Après le romancier algérien Boualem Sansal en 2014, le poète et romancier écossais Kenneth White en 2015, le dramaturge belge Jacques De Decker en 2016, le romancier grec Vassilis Alexakis en 2017, c’est le romancier japonais Akira Mizubayashi qui, pour 2018, devait recevoir la Médaille d’or de La Renaissance Française pour l’ensemble de son oeuvre.

La médaille lui a été remise le jeudi 4 octobre, au siège de l’Académie des Sciences d’Outre-Mer, par le Président international de notre institution, le Professeur Denis Fadda.

Akira Mizubayashi qui, pour une grande part, a construit son oeuvre en français, a déjà reçu le Prix littéraire Richelieu de la francophonie, le Prix du rayonnement de la langue et de la littérature françaises, le Prix littéraire de l’Asie, le Prix littéraire 30 millions d’amis, le Prix littéraire de la société centrale canine.

Il est notamment l’auteur de Une langue venue d’ailleurs, Mélodie, chronique d’une passion, Petit Eloge de l’errance, Un amour de Mille-Ans, Dans les eaux profondes.

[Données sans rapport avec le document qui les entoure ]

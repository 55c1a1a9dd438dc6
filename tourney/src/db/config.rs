//! Database configuration.

/// Database configuration
#[derive(Debug, Clone)]
pub struct DatabaseConfig {
    /// PostgreSQL connection URL
    pub database_url: String,

    /// Maximum number of connections in the pool
    pub max_connections: u32,

    /// Minimum number of connections in the pool
    pub min_connections: u32,

    /// Connection acquire timeout in seconds
    pub connection_timeout_secs: u64,

    /// Idle connection timeout in seconds
    pub idle_timeout_secs: u64,

    /// Maximum connection lifetime in seconds
    pub max_lifetime_secs: u64,
}

impl DatabaseConfig {
    /// Default configuration for local development
    ///
    /// Uses `postgres://postgres@localhost/tourney` as the database URL
    pub fn development() -> Self {
        Self {
            database_url: "postgres://postgres@localhost/tourney".to_string(),
            max_connections: 20,
            min_connections: 2,
            connection_timeout_secs: 10,
            idle_timeout_secs: 600,
            max_lifetime_secs: 1800,
        }
    }
}

impl Default for DatabaseConfig {
    fn default() -> Self {
        Self::development()
    }
}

Ci-joint le discours du Président Denis Fadda et la réponse de M.Akira Mizubayashi

Discours du Président Denis Fadda


REMISE DE LA MEDAILLE D’OR DE LA RENAISSANCE FRANCAISE 2018 POUR L’ENSEMBLE DE SON OEUVRE
à

AKIRA MIZUBAYASHI

par

Denis FADDA

« Je me considérerai comme mort quand je serai mort en français. Car je n’existerai plus alors en tant que ce que j’ai voulu être, par ma souveraine décision d’épouser la langue française ». Cette phrase que vous avez prononcée, Daniel Pennac, votre ami, la rappelle dans sa très belle préface à votre ouvrage « Une langue venue d’ailleurs ».

Répondant à Maurice Pinguet qui, comme tant d’autres, s’étonnait de n’entendre aucun accent lorsque vous parlez en français, vous avez ces mots : «Le japonais n’est pas une langue que j’ai choisie. Le français, si. Heureusement, on peut choisir sa langue ou ses langues. Le français est la langue dans laquelle j’ai décidé, un jour, de me plonger. J’ai adhéré à cette langue et elle m’a adopté…C’est une question d’amour. Je l’aime et elle m’aime si j’ose dire…»

Vous avez commencé à apprendre le français à l’âge de dix-neuf ans, à l’université. Dès lors, votre vie s’est divisée en deux portions. Il y a les dix-huit premières années «monolinguistiques», comme vous dites, et la suite de votre existence placée sous la double appartenance du japonais et du français; le français, langue vers laquelle vous avez cheminé « avec patience et impatience». Je vous cite: «Je me suis déplacé vers elle; c’est elle que je suis allé recueillir tandis qu’elle m’a accueilli en elle». Elle vous est venue de loin cette langue qui, tout autant que le japonais, est devenue vôtre parce que vous vous l’êtes appropriée pour vous y «installer», pour la vivre en pleine conscience.

Un peu avant, à dix-huit ans, vous alliez par les rues de Tokyo avec un sentiment d’étouffement, vous vous sentiez emmuré, «l’espace de la prison n’en finissait pas de s’étendre… Il fallait que j’entreprenne une tentative d’évasion» dites-vous; il fallait, d’une certaine façon sortir de la langue maternelle «malmenée jusqu’à l’usure», je vous cite, après les années 68-69, sortir de la langue de l’inflation verbale qui vous «prenait en otage». Vous souffriez d’un «malaise linguistique»; le français vous apparaissait comme le seul choix possible ou plutôt la seule parade; encore faudra-t-il un choc pour y conduire.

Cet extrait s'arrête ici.